The only question is — do you buy your used car from an individual or a dealership?
3. Buying from an Individual
Buying from an individual can mean that you get the car you want at the price you want to spend. Individuals are often more flexible with pricing and more likely to price a car low to sell it quickly. However, you may need to spend a good bit of your free time going to visit and test drive these different sellers. Further, keep in mind that the vehicle comes as-is. If it needs thousands of dollars in repairs to make it road-worthy, the seller is not responsible. You are.
A good practice is to make sure that you get a Carfax report for the car so you will know if it has been involved in any accidents and look up the value of the car on the Kelley Blue Book to make sure the price is fair.
4. Going Through a Dealership
Dealerships are often more expensive, but they make everything simple. Just make sure to go to the right dealership.

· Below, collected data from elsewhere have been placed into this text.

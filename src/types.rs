//! Core types shared across the engine.
//!
//! - [`Value`] - the dynamic value flowing through expressions, locals and collections
//! - [`BindingId`], [`NodeId`], [`TemplateId`] - typed indices
//! - [`LocalChanges`] - which derived locals changed for an instance

use std::cmp::Ordering;
use std::fmt;
use std::rc::Rc;

use indexmap::IndexMap;

use crate::engine::ObservableCollection;

// =============================================================================
// Ids
// =============================================================================

/// Identity of one repeating-directive occurrence.
///
/// Allocated by the [`TickScheduler`](crate::engine::TickScheduler) of the
/// surface the binding lives on. Never reused within one scheduler.
#[derive(Debug, Clone, Copy, PartialEq, Eq, Hash, PartialOrd, Ord)]
pub struct BindingId(pub u64);

impl fmt::Display for BindingId {
    fn fmt(&self, f: &mut fmt::Formatter<'_>) -> fmt::Result {
        write!(f, "b{}", self.0)
    }
}

/// Index of a node in the [`NodeTree`](crate::renderer::NodeTree) arena.
#[derive(Debug, Clone, Copy, PartialEq, Eq, Hash, PartialOrd, Ord)]
pub struct NodeId(pub usize);

/// Index of a compiled template in the [`TemplateRegistry`](crate::renderer::TemplateRegistry).
#[derive(Debug, Clone, Copy, PartialEq, Eq, Hash)]
pub struct TemplateId(pub usize);

// =============================================================================
// Value
// =============================================================================

/// A dynamic value.
///
/// Lists are shared, observable handles: cloning a `Value::List` aliases the
/// same collection and equality compares handle identity, so reassigning a
/// property to a new list is always a change while mutating the list in place
/// is not. Records are immutable and compare structurally.
#[derive(Clone, Default)]
pub enum Value {
    #[default]
    Null,
    Bool(bool),
    Int(i64),
    Str(Rc<str>),
    List(ObservableCollection),
    Record(Rc<IndexMap<String, Value>>),
}

impl Value {
    /// Build a list value from anything convertible to values.
    pub fn list<I, V>(items: I) -> Self
    where
        I: IntoIterator<Item = V>,
        V: Into<Value>,
    {
        Value::List(ObservableCollection::new(items.into_iter().map(Into::into).collect()))
    }

    /// Build a record value from `(field, value)` pairs.
    pub fn record<I, K, V>(fields: I) -> Self
    where
        I: IntoIterator<Item = (K, V)>,
        K: Into<String>,
        V: Into<Value>,
    {
        Value::Record(Rc::new(
            fields
                .into_iter()
                .map(|(k, v)| (k.into(), v.into()))
                .collect(),
        ))
    }

    /// Short type name used in error messages.
    pub fn kind(&self) -> &'static str {
        match self {
            Value::Null => "null",
            Value::Bool(_) => "bool",
            Value::Int(_) => "int",
            Value::Str(_) => "string",
            Value::List(_) => "list",
            Value::Record(_) => "record",
        }
    }

    pub fn as_int(&self) -> Option<i64> {
        match self {
            Value::Int(n) => Some(*n),
            _ => None,
        }
    }

    pub fn as_list(&self) -> Option<&ObservableCollection> {
        match self {
            Value::List(list) => Some(list),
            _ => None,
        }
    }

    pub fn as_record(&self) -> Option<&IndexMap<String, Value>> {
        match self {
            Value::Record(fields) => Some(fields),
            _ => None,
        }
    }

    pub fn is_null(&self) -> bool {
        matches!(self, Value::Null)
    }

    fn rank(&self) -> u8 {
        match self {
            Value::Null => 0,
            Value::Bool(_) => 1,
            Value::Int(_) => 2,
            Value::Str(_) => 3,
            Value::List(_) => 4,
            Value::Record(_) => 5,
        }
    }

    /// Total order used by [`ObservableCollection::sort`].
    ///
    /// Values of different types order by type rank
    /// (`null < bool < int < string < list < record`). Lists and records
    /// compare element-wise.
    pub fn natural_cmp(&self, other: &Value) -> Ordering {
        match (self, other) {
            (Value::Null, Value::Null) => Ordering::Equal,
            (Value::Bool(a), Value::Bool(b)) => a.cmp(b),
            (Value::Int(a), Value::Int(b)) => a.cmp(b),
            (Value::Str(a), Value::Str(b)) => a.cmp(b),
            (Value::List(a), Value::List(b)) => {
                if a.ptr_eq(b) {
                    return Ordering::Equal;
                }
                let left = a.snapshot();
                let right = b.snapshot();
                cmp_slices(&left, &right)
            }
            (Value::Record(a), Value::Record(b)) => {
                for ((ka, va), (kb, vb)) in a.iter().zip(b.iter()) {
                    let ord = ka.cmp(kb).then_with(|| va.natural_cmp(vb));
                    if ord != Ordering::Equal {
                        return ord;
                    }
                }
                a.len().cmp(&b.len())
            }
            _ => self.rank().cmp(&other.rank()),
        }
    }
}

fn cmp_slices(left: &[Value], right: &[Value]) -> Ordering {
    for (a, b) in left.iter().zip(right.iter()) {
        let ord = a.natural_cmp(b);
        if ord != Ordering::Equal {
            return ord;
        }
    }
    left.len().cmp(&right.len())
}

impl PartialEq for Value {
    fn eq(&self, other: &Self) -> bool {
        match (self, other) {
            (Value::Null, Value::Null) => true,
            (Value::Bool(a), Value::Bool(b)) => a == b,
            (Value::Int(a), Value::Int(b)) => a == b,
            (Value::Str(a), Value::Str(b)) => a == b,
            (Value::List(a), Value::List(b)) => a.ptr_eq(b),
            (Value::Record(a), Value::Record(b)) => Rc::ptr_eq(a, b) || a == b,
            _ => false,
        }
    }
}

impl fmt::Debug for Value {
    fn fmt(&self, f: &mut fmt::Formatter<'_>) -> fmt::Result {
        match self {
            Value::Null => write!(f, "null"),
            Value::Bool(b) => write!(f, "{b}"),
            Value::Int(n) => write!(f, "{n}"),
            Value::Str(s) => write!(f, "{s:?}"),
            Value::List(list) => f.debug_list().entries(list.snapshot().iter()).finish(),
            Value::Record(fields) => f.debug_map().entries(fields.iter()).finish(),
        }
    }
}

/// Text form used by text bindings.
impl fmt::Display for Value {
    fn fmt(&self, f: &mut fmt::Formatter<'_>) -> fmt::Result {
        match self {
            Value::Null => Ok(()),
            Value::Bool(b) => write!(f, "{b}"),
            Value::Int(n) => write!(f, "{n}"),
            Value::Str(s) => f.write_str(s),
            Value::List(list) => {
                for (i, item) in list.snapshot().iter().enumerate() {
                    if i > 0 {
                        f.write_str(",")?;
                    }
                    write!(f, "{item}")?;
                }
                Ok(())
            }
            Value::Record(_) => f.write_str("[record]"),
        }
    }
}

impl From<bool> for Value {
    fn from(value: bool) -> Self {
        Value::Bool(value)
    }
}

impl From<i64> for Value {
    fn from(value: i64) -> Self {
        Value::Int(value)
    }
}

impl From<i32> for Value {
    fn from(value: i32) -> Self {
        Value::Int(i64::from(value))
    }
}

impl From<usize> for Value {
    fn from(value: usize) -> Self {
        Value::Int(i64::try_from(value).unwrap_or(i64::MAX))
    }
}

impl From<&str> for Value {
    fn from(value: &str) -> Self {
        Value::Str(Rc::from(value))
    }
}

impl From<String> for Value {
    fn from(value: String) -> Self {
        Value::Str(Rc::from(value))
    }
}

impl From<ObservableCollection> for Value {
    fn from(value: ObservableCollection) -> Self {
        Value::List(value)
    }
}

// =============================================================================
// Local change flags (bitflags)
// =============================================================================

bitflags::bitflags! {
    /// Derived locals that changed for one instance between two passes.
    ///
    /// An empty set means the instance keeps its existing frame object.
    #[derive(Debug, Clone, Copy, PartialEq, Eq, Default)]
    pub struct LocalChanges: u16 {
        const NONE = 0;
        const ITEM = 1 << 0;
        const INDEX = 1 << 1;
        const NUMBER = 1 << 2;
        const LENGTH = 1 << 3;
        const FIRST = 1 << 4;
        const LAST = 1 << 5;
        const ODD = 1 << 6;
        const EVEN = 1 << 7;
        const KEY = 1 << 8;
        /// The enclosing frame was replaced.
        const SCOPE = 1 << 9;
        /// Instance created this pass.
        const CREATED = 1 << 10;
    }
}

// =============================================================================
// Tests
// =============================================================================
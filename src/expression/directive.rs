//! Repeating directive text: `[local:] source`.
//!
//! ```text
//! "items"                 → local = None (default `item`), source = items
//! "value: @item.values"   → local = value,                 source = @item.values
//! ```

use std::fmt;

use crate::error::ParseError;

use super::{is_identifier, Expression};

/// A parsed repeating directive.
#[derive(Debug, Clone, PartialEq, Eq)]
pub struct Directive {
    /// Element local name, `None` for the configured default.
    pub local: Option<String>,
    pub source: Expression,
    /// Key expression evaluated per element with the element bound.
    pub key: Option<Expression>,
    /// Original text, kept for diagnostics.
    pub text: String,
}

impl Directive {
    pub fn parse(text: &str) -> Result<Directive, ParseError> {
        let (local, source_text) = split_local(text)?;
        let source = Expression::parse(source_text)?;
        Ok(Directive {
            local,
            source,
            key: None,
            text: text.trim().to_string(),
        })
    }

    /// Attach a key expression (`[keyName:] expression` form).
    ///
    /// A `name:` prefix on the key text is accepted and ignored; the key is
    /// always exposed as `@key`.
    pub fn keyed_by(mut self, key: &str) -> Result<Directive, ParseError> {
        let (_, key_text) = split_local(key)?;
        self.key = Some(Expression::parse(key_text)?);
        Ok(self)
    }

    /// Element local name with the default applied.
    pub fn local_name<'a>(&'a self, default: &'a str) -> &'a str {
        self.local.as_deref().unwrap_or(default)
    }
}

impl fmt::Display for Directive {
    fn fmt(&self, f: &mut fmt::Formatter<'_>) -> fmt::Result {
        f.write_str(&self.text)
    }
}

fn split_local(text: &str) -> Result<(Option<String>, &str), ParseError> {
    let Some(colon) = unquoted_colon(text) else {
        return Ok((None, text));
    };
    let (head, rest) = (&text[..colon], &text[colon + 1..]);
    let name = head.trim();
    if !is_identifier(name) {
        let offset = text.len() - text.trim_start().len();
        return Err(ParseError::new(text, offset, "local name must be an identifier"));
    }
    Ok((Some(name.to_string()), rest))
}

/// Byte offset of the first `:` outside a `'...'` literal.
fn unquoted_colon(text: &str) -> Option<usize> {
    let mut quoted = false;
    for (i, c) in text.char_indices() {
        match c {
            '\'' => quoted = !quoted,
            ':' if !quoted => return Some(i),
            _ => {}
        }
    }
    None
}

#[cfg(test)]
mod tests {
    use super::*;

    #[test]
    fn test_plain_source_uses_default_local() {
        let directive = Directive::parse("items").unwrap();
        assert_eq!(directive.local, None);
        assert_eq!(directive.local_name("item"), "item");
        assert_eq!(directive.source, Expression::Property("items".into()));
    }

    #[test]
    fn test_local_prefix() {
        let directive = Directive::parse("value: @item.values").unwrap();
        assert_eq!(directive.local.as_deref(), Some("value"));
        assert_eq!(directive.source.to_string(), "@item.values");
        assert_eq!(directive.to_string(), "value: @item.values");
    }

    #[test]
    fn test_bad_local_prefix() {
        assert!(Directive::parse("1x: items").is_err());
        assert!(Directive::parse("value:").is_err());
    }

    #[test]
    fn test_key_expression() {
        let directive = Directive::parse("todos").unwrap().keyed_by("id: @item.id").unwrap();
        assert_eq!(directive.key.map(|k| k.to_string()), Some("@item.id".to_string()));
    }

    #[test]
    fn test_colon_inside_string_literal() {
        let directive = Directive::parse("items").unwrap().keyed_by("'a:b'").unwrap();
        assert_eq!(directive.key, Some(Expression::Str("a:b".into())));

        let directive = Directive::parse("items").unwrap().keyed_by("id: 'a:b'").unwrap();
        assert_eq!(directive.key, Some(Expression::Str("a:b".into())));

        let directive = Directive::parse("entry: groups['a:b']").unwrap();
        assert_eq!(directive.local.as_deref(), Some("entry"));
        assert_eq!(directive.source.to_string(), "groups['a:b']");
    }
}
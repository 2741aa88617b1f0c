//! For Each - the live binding between a repeat site and its source list.
//!
//! A [`CollectionBinding`] owns one repeat site: the slot node the instances
//! render into, the frame the source expression is evaluated in, and the
//! [`InstanceTree`] holding the instances.
//!
//! # Invalidation
//!
//! A binding is marked dirty on the shared [`TickScheduler`] by two
//! observers, and never reconciles on its own:
//!
//! - the source list's [`CollectionSubscription`], on every mutation
//! - a watcher effect over the source expression, when a host property it
//!   reads is reassigned
//!
//! The watcher runs in its own effect scope so teardown stops it:
//!
//! ```text
//! effect_scope ─┬─ effect(evaluate source) ─► mark_dirty()   (not on first run)
//!               └─ on_scope_dispose(log)
//! ```
//!
//! # Pass
//!
//! 1. Evaluate the source in the host frame; it must be a list (or `null`
//!    with `null_as_empty`)
//! 2. If the list handle changed, resubscribe to it right away; the next
//!    successful pass reuses instances by position only
//! 3. Compute keys: positional, or evaluated and checked for collisions
//! 4. Hand the snapshot to the [`InstanceTree`]
//!
//! Steps 1, 3 and 4 can fail before the tree is touched. A failing pass
//! changes nothing in the tree and is reported as a [`BindingFailure`].

use std::cell::{Cell, RefCell};
use std::fmt;
use std::rc::{Rc, Weak};

use spark_signals::{effect, effect_scope, on_scope_dispose};
use tracing::{debug, trace};

use crate::config::EngineConfig;
use crate::engine::{
    CollectionSubscription, FlushOutcome, FlushTarget, Locals, LocalsFrame, ObservableCollection,
    TickScheduler,
};
use crate::error::{BindingFailure, ReconcileError};
use crate::expression::Evaluator;
use crate::renderer::{NodeTree, RepeatSpec, TemplateRegistry};
use crate::types::{BindingId, NodeId, Value};

use super::instance::{InstanceTree, Pass, ReconcileStats};
use super::reconcile::{evaluate_keys, positional_keys};

/// Cleanup function returned by the watcher scope.
pub type Cleanup = Box<dyn FnOnce()>;
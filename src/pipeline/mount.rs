//! Mount API - component lifecycle and tick-driven updates.
//!
//! Mounting compiles a component's template, renders it once synchronously,
//! and returns a [`Surface`] that owns every binding the template created.
//!
//! # Example
//!
//! ```ignore
//! use std::rc::Rc;
//! use spark_foreach::pipeline::{mount, Component, ManualTicks};
//! use spark_foreach::renderer::{element, repeat};
//! use spark_foreach::{EngineConfig, Value};
//!
//! let component = Component::new("list")
//!     .property("items", Value::list([4, 2, 3, 1]))
//!     .template([repeat("items")
//!         .body([element("div").attr("data-value", "").bind_text("@item")])
//!         .into()]);
//!
//! let surface = mount(component, EngineConfig::default(), Rc::new(ManualTicks::new()))?;
//! assert_eq!(surface.values(), vec![4, 2, 3, 1]);
//!
//! surface.list("items").unwrap().pop();
//! surface.tick();
//! assert_eq!(surface.values(), vec![4, 2, 3]);
//!
//! surface.unmount();
//! ```
//!
//! # Lifecycle
//!
//! 1. Validate the [`EngineConfig`] and compile the template
//! 2. Render the root template under a root element named after the component
//! 3. Bind every top-level repeat site to the root frame and reconcile it; what
//!    that pass did is kept apart as [`Surface::mount_outcome`]
//! 4. From then on, mutations mark bindings dirty and the tick source flushes
//!    ([`Surface::tick`] with [`ManualTicks`], the host's own loop otherwise)
//!
//! Unmounting (or dropping the surface) tears every binding down, so pending
//! flushes never run against a dead surface.

use std::cell::Ref;
use std::fmt;
use std::rc::Rc;

use tracing::debug;

use crate::config::EngineConfig;
use crate::engine::{FlushOutcome, LocalsFrame, ObservableCollection, TickScheduler};
use crate::error::{BindingFailure, MountError, ReconcileError};
use crate::expression::{HostEvaluator, HostProperties};
use crate::primitives::{CollectionBinding, RenderContext};
use crate::renderer::{NodeTree, TemplateNode, TemplateRegistry};
use crate::types::{NodeId, Value};

use super::{ManualTicks, TickSource};

/// Attribute marking nodes whose text is read back by [`Surface::values`].
pub const VALUE_ATTR: &str = "data-value";

// =============================================================================
// Component
// =============================================================================

/// A named template plus the host properties it reads.
#[derive(Debug, Clone, Default)]
pub struct Component {
    pub name: String,
    pub properties: Vec<(String, Value)>,
    pub template: Vec<TemplateNode>,
}
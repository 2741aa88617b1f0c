//! Tick Scheduler - coalesces dirty bindings into one flush per tick.
//!
//! Mutations never reconcile directly. They mark their binding dirty here; the
//! first mark of a tick arms the scheduler, which asks the surface's
//! [`TickSource`] for a callback before the next render. When the callback
//! fires, [`TickScheduler::flush`] reconciles every dirty binding once, in the
//! order the bindings were first marked, and disarms.
//!
//! ```text
//! list.pop()   ──┐
//! list.push(1) ──┼─► mark_dirty(b1) ─► armed, tick requested
//! other.sort() ──┘   mark_dirty(b2)
//!                          ...
//! tick fires ─────────► flush: b1.reconcile(), b2.reconcile() ─► idle
//! ```
//!
//! # Lifecycle
//!
//! - Idle: no dirty bindings, no tick requested
//! - Armed: at least one dirty binding, exactly one tick requested
//!
//! A binding marked while a flush is running goes into a fresh dirty set and
//! re-arms the scheduler, so it is reconciled on the next tick. Nested
//! bindings never hit this path: they are reconciled inline by their parent.
//!
//! Torn-down bindings call [`TickScheduler::forget`]; the scheduler also only
//! holds weak references, so a binding dropped before its flush is skipped.

use std::cell::{Cell, RefCell};
use std::fmt;
use std::rc::{Rc, Weak};

use indexmap::IndexMap;
use tracing::{debug, warn};

use crate::error::BindingFailure;
use crate::pipeline::TickSource;
use crate::types::BindingId;

// =============================================================================
// Flush targets
// =============================================================================

/// Something the scheduler can reconcile.
pub trait FlushTarget {
    fn binding_id(&self) -> BindingId;

    /// Reconcile against the current snapshot, recording failures (including
    /// those of nested bindings) into `outcome`.
    fn flush(&self, outcome: &mut FlushOutcome);
}

/// Result of one flush.
#[derive(Debug, Clone, Default, PartialEq, Eq)]
pub struct FlushOutcome {
    /// Bindings reconciled, nested ones included.
    pub reconciled: usize,
    pub failures: Vec<BindingFailure>,
}

impl FlushOutcome {
    pub fn is_ok(&self) -> bool {
        self.failures.is_empty()
    }

    /// Fold another outcome into this one.
    pub fn absorb(&mut self, other: FlushOutcome) {
        self.reconciled += other.reconciled;
        self.failures.extend(other.failures);
    }

    pub fn into_result(self) -> Result<usize, Vec<BindingFailure>> {
        if self.failures.is_empty() {
            Ok(self.reconciled)
        } else {
            Err(self.failures)
        }
    }
}

// =============================================================================
// Scheduler
// =============================================================================

struct SchedulerState {
    dirty: RefCell<IndexMap<BindingId, Weak<dyn FlushTarget>>>,
    armed: Cell<bool>,
    flushing: Cell<bool>,
    next_id: Cell<u64>,
    flushes: Cell<u64>,
    ticks: Rc<dyn TickSource>,
    pending: RefCell<FlushOutcome>,
}

/// Per-surface dirty set with an explicit armed/idle lifecycle.
///
/// Cloning the handle shares the same scheduler.
#[derive(Clone)]
pub struct TickScheduler {
    state: Rc<SchedulerState>,
}

impl TickScheduler {
    pub fn new(ticks: Rc<dyn TickSource>) -> Self {
        Self {
            state: Rc::new(SchedulerState {
                dirty: RefCell::new(IndexMap::new()),
                armed: Cell::new(false),
                flushing: Cell::new(false),
                next_id: Cell::new(0),
                flushes: Cell::new(0),
                ticks,
                pending: RefCell::new(FlushOutcome::default()),
            }),
        }
    }

    /// Allocate an id for a new binding.
    pub fn allocate_id(&self) -> BindingId {
        let id = self.state.next_id.get();
        self.state.next_id.set(id + 1);
        BindingId(id)
    }

    /// Mark a binding dirty. Idempotent within a tick.
    pub fn mark_dirty(&self, id: BindingId, target: Weak<dyn FlushTarget>) {
        self.state.dirty.borrow_mut().entry(id).or_insert(target);
        self.arm();
    }

    /// Drop a binding from the dirty set (teardown).
    pub fn forget(&self, id: BindingId) {
        self.state.dirty.borrow_mut().shift_remove(&id);
    }

    pub fn is_dirty(&self, id: BindingId) -> bool {
        self.state.dirty.borrow().contains_key(&id)
    }

    pub fn is_armed(&self) -> bool {
        self.state.armed.get()
    }

    pub fn dirty_count(&self) -> usize {
        self.state.dirty.borrow().len()
    }

    /// Number of completed flushes.
    pub fn flush_count(&self) -> u64 {
        self.state.flushes.get()
    }

    fn arm(&self) {
        if self.state.armed.get() {
            return;
        }
        self.state.armed.set(true);

        let weak = Rc::downgrade(&self.state);
        self.state.ticks.schedule(Box::new(move || {
            if let Some(state) = weak.upgrade() {
                let outcome = TickScheduler { state }.flush();
                if !outcome.failures.is_empty() {
                    warn!(failures = outcome.failures.len(), "tick flush reported failures");
                }
            }
        }));
    }

    /// Reconcile every binding dirty right now, in first-dirtied order.
    ///
    /// The outcome is returned and also kept for
    /// [`take_outcome`](Self::take_outcome), which is how tick-driven flushes
    /// report back.
    pub fn flush(&self) -> FlushOutcome {
        if self.state.flushing.get() {
            // Reentrant flush from a reconcile callback; the outer flush owns the set
            return FlushOutcome::default();
        }

        let batch = std::mem::take(&mut *self.state.dirty.borrow_mut());
        self.state.armed.set(false);
        self.state.flushing.set(true);

        debug!(bindings = batch.len(), "flush start");

        let mut outcome = FlushOutcome::default();
        for (id, target) in batch {
            let Some(target) = target.upgrade() else {
                debug!(%id, "skipping dropped binding");
                continue;
            };
            target.flush(&mut outcome);
        }

        self.state.flushing.set(false);
        self.state.flushes.set(self.state.flushes.get() + 1);

        for failure in &outcome.failures {
            warn!(binding = %failure.binding, error = %failure.error, "binding failed to reconcile");
        }
        debug!(
            reconciled = outcome.reconciled,
            failures = outcome.failures.len(),
            deferred = self.dirty_count(),
            "flush end"
        );

        self.state.pending.borrow_mut().absorb(outcome.clone());
        outcome
    }

    /// Outcomes accumulated by flushes since the last call.
    pub fn take_outcome(&self) -> FlushOutcome {
        std::mem::take(&mut *self.state.pending.borrow_mut())
    }
}

impl fmt::Debug for TickScheduler {
    fn fmt(&self, f: &mut fmt::Formatter<'_>) -> fmt::Result {
        f.debug_struct("TickScheduler")
            .field("dirty", &self.dirty_count())
            .field("armed", &self.is_armed())
            .field("flushes", &self.flush_count())
            .finish()
    }
}
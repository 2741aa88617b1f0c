//! Error types.
//!
//! Errors are local to one binding. A failing binding never stops the other
//! dirty bindings of the same flush: failures are collected into
//! [`FlushOutcome`](crate::engine::FlushOutcome) as [`BindingFailure`]s and
//! reported once the pass completes.

use thiserror::Error;

use crate::types::BindingId;

/// A referenced local does not resolve anywhere in the scope chain.
#[derive(Debug, Clone, PartialEq, Eq, Error)]
#[error("local `@{name}` is not defined in the enclosing scope chain")]
pub struct BindingError {
    pub name: String,
}

/// Expression evaluation failed.
#[derive(Debug, Clone, PartialEq, Eq, Error)]
pub enum EvaluationError {
    #[error(transparent)]
    Binding(#[from] BindingError),

    #[error("host property `{name}` is not defined")]
    UnknownProperty { name: String },

    #[error("cannot read `.{field}` of a {kind} value")]
    NoField { field: String, kind: &'static str },

    #[error("cannot index a {kind} value")]
    NotIndexable { kind: &'static str },

    #[error("index must be an integer, got a {kind} value")]
    BadIndex { kind: &'static str },
}

/// Expression or directive text could not be parsed.
#[derive(Debug, Clone, PartialEq, Eq, Error)]
#[error("{message} at offset {offset} in `{input}`")]
pub struct ParseError {
    pub input: String,
    pub offset: usize,
    pub message: String,
}

impl ParseError {
    pub(crate) fn new(input: &str, offset: usize, message: impl Into<String>) -> Self {
        Self {
            input: input.to_string(),
            offset,
            message: message.into(),
        }
    }
}

/// One binding's reconciliation pass failed.
///
/// The pass is abandoned before any structural change is made, so the
/// rendered tree still reflects the previous successful pass.
#[derive(Debug, Clone, PartialEq, Eq, Error)]
pub enum ReconcileError {
    #[error(transparent)]
    Binding(#[from] BindingError),

    #[error("duplicate key `{key}` at positions {first} and {second}")]
    KeyCollision {
        key: String,
        first: usize,
        second: usize,
    },

    #[error("`{expression}` evaluated to a {found} value, expected a list")]
    SourceType {
        expression: String,
        found: &'static str,
    },

    #[error(transparent)]
    Evaluation(EvaluationError),

    #[error("body template {template} is not registered")]
    UnknownTemplate { template: usize },
}

impl From<EvaluationError> for ReconcileError {
    fn from(error: EvaluationError) -> Self {
        match error {
            EvaluationError::Binding(binding) => ReconcileError::Binding(binding),
            other => ReconcileError::Evaluation(other),
        }
    }
}

/// A failure attributed to one binding during a flush.
#[derive(Debug, Clone, PartialEq, Eq, Error)]
#[error("binding {binding} (`{source_text}`): {error}")]
pub struct BindingFailure {
    pub binding: BindingId,
    pub source_text: String,
    pub error: ReconcileError,
}

/// Mounting a component failed.
#[derive(Debug, Clone, PartialEq, Eq, Error)]
pub enum MountError {
    #[error("invalid configuration: {0}")]
    Config(String),

    #[error("root template of `{component}` contains no nodes")]
    EmptyTemplate { component: String },

    #[error("template of `{component}` failed to compile: {source}")]
    Template {
        component: String,
        #[source]
        source: ParseError,
    },

    #[error("root template of `{component}` could not be instantiated")]
    Instantiate { component: String },
}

"When buying your first car, I would start by asking for referrals from friends and family on their experiences at local dealerships. Who did they have a good experience with, who made it fun, who should you avoid?" says Amanda Roth, Sales Manager at Thomas Subaru in Cumberland, Maryland. "Asking people you trust is a good place to start."
When you buy the vehicle, it comes inspected and registered. The dealership handles everything for you. If you try to cheap out and buy a car from a person instead of a dealership, you may save money on the purchase price, but there are other costs to consider. Taking a used car and making it ready for state inspection could cost you a few thousand dollars and blow your budget.
"Working with a dealership offers many advantages over purchasing a vehicle from an individual," explains Roth.
"First of all, most states will require an inspection before a licensed dealer can sell a vehicle, while a private sale does not have to abide by that rule and the buyer is solely responsible for any inspections."
Roth also says it's also important to ask questions about any certification the dealership might offer on a pre-owned vehicle. "Is the certification from the dealer or from the manufacturer? Will it include a longer warranty with the certification? If so, who would honor it? Does the dealer only honor this warranty or any dealer selling that manufacturer's vehicles? Be sure to get specific information about this," Roth recommends.
Whether you choose to buy from an individual or a dealership, remember that buying a used car is a process. "The most important thing to remember when shopping for a pre-owned vehicle is to have fun!" says Roth. "Don’t get lost in the details and enjoy the experience of test-driving vehicles and finding the one that fits your needs."
3. Smart Financing
Start by talking to the bank that handles your checking or savings account. They already have a relationship with you and may be able to offer you the best terms. Credit unions are also a good place to consult. While you can often obtain financing through the dealership, you may get a better deal by checking around.
If you are financing the car, expect to spend around $25 per month for a 48-month loan and $20 per month for a 60-month loan. To put this in perspective, a $10,000 car will cost around $250 per month when you finance it over four years and $200 per month when you finance it over five years. Those amounts may seem reasonable when you don’t have other recurring payments, but your life won’t always be so simple. Just because you saved so much or were approved for so much financing, that doesn’t mean you should put everything on the car itself. You don’t want to have your entire paycheck eaten up by your auto loan payment. Before you pay off that vehicle, you may have other expenses, like rent, student loans, or health insurance.
4. Understanding the Cost of Ownership
The cost of the car itself is just the tip of the iceberg when it comes to owning a car. You also need to think about car insurance, gas costs, parking fees, and maintenance, like oil changes and fluids. These expenses are generally minimal, but you may need mechanical work from time to time, new tires, fresh brake pads, or any number of things to keep your car on the road and safe.
Luckily, there are plenty of ways to save here, such as getting a discount on your insurance by taking a safe driving class, using an app like Gasbuddy to find the cheapest gas prices, or even subscribing to a car maintenance plan to lower out-of-pocket repair costs.
Putting It All Together
Buying your first car is very exciting, but it can go wrong so easily.
Make sure that the car you pick will work for your needs and that you can afford the vehicle as well as the maintenance it will require. Buying used will help you save money, as will shopping around for the best financing deal, but, at the end of the day, make sure that you understand the true cost of car ownership before you buy your first vehicle.